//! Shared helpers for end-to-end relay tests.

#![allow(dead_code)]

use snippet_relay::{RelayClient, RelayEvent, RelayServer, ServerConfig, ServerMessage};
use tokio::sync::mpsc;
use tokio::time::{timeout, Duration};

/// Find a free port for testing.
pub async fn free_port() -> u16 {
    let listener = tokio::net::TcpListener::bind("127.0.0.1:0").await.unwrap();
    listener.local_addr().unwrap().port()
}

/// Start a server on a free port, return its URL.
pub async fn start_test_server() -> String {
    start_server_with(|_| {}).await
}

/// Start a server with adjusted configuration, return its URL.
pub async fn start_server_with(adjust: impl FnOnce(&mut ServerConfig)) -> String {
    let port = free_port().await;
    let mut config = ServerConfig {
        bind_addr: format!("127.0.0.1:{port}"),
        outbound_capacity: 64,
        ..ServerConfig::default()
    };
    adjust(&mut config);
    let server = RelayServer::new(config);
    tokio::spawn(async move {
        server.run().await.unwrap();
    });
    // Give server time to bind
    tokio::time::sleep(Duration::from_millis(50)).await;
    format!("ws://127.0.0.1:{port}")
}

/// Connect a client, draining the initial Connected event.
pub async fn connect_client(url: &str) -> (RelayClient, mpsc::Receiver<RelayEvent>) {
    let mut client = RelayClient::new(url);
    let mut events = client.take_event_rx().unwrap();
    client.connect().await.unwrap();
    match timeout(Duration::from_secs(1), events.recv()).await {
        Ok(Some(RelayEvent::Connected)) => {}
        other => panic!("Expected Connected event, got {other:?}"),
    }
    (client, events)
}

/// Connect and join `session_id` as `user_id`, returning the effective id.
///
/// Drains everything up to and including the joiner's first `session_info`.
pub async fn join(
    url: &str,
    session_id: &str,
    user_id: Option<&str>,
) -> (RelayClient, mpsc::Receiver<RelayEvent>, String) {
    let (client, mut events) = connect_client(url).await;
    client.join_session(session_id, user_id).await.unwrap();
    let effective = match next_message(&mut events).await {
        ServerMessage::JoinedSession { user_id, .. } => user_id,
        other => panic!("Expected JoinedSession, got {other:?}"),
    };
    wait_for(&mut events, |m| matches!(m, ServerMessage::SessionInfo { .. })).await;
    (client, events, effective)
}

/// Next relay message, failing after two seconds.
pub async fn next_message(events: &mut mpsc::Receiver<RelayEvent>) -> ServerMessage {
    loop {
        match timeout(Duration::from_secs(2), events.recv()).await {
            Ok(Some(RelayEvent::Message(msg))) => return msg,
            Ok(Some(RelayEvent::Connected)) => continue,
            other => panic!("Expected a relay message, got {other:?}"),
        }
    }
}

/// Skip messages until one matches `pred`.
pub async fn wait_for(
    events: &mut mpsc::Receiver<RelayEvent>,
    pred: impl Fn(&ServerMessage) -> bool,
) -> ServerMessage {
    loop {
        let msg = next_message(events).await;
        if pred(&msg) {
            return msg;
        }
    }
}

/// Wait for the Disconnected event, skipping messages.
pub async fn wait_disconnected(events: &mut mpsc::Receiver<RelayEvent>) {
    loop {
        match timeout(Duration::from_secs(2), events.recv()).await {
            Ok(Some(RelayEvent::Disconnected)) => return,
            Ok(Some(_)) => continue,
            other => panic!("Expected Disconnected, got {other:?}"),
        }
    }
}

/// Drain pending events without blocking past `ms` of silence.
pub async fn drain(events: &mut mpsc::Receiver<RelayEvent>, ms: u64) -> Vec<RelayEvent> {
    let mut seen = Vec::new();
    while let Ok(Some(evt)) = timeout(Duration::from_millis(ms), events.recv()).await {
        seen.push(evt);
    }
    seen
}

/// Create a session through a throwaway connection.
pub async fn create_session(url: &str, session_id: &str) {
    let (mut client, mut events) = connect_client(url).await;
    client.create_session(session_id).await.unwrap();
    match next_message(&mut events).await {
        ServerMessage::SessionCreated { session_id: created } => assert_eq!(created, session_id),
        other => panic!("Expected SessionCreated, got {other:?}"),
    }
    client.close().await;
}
----
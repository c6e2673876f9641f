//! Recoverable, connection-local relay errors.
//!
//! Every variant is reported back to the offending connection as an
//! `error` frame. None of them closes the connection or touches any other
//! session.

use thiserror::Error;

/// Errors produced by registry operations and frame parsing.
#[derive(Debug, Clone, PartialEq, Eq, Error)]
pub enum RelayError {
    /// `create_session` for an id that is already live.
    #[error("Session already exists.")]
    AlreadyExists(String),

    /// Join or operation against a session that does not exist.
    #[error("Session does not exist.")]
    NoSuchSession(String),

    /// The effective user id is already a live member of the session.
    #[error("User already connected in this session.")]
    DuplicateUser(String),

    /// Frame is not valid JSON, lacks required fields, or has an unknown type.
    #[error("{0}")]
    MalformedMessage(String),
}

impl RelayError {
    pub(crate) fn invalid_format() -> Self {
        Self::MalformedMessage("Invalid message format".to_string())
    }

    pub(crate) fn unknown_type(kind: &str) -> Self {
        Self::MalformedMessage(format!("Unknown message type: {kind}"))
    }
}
----
### [Problem requirements]
From the records above, print only the lines between the one holding "let effective = match" and the one holding "after two seconds.", inclusive, exactly as they stand.

### [Solution for this problem]
    let effective = match next_message(&mut events).await {
        ServerMessage::JoinedSession { user_id, .. } => user_id,
        other => panic!("Expected JoinedSession, got {other:?}"),
    };
    wait_for(&mut events, |m| matches!(m, ServerMessage::SessionInfo { .. })).await;
    (client, events, effective)
}

/// Next relay message, failing after two seconds.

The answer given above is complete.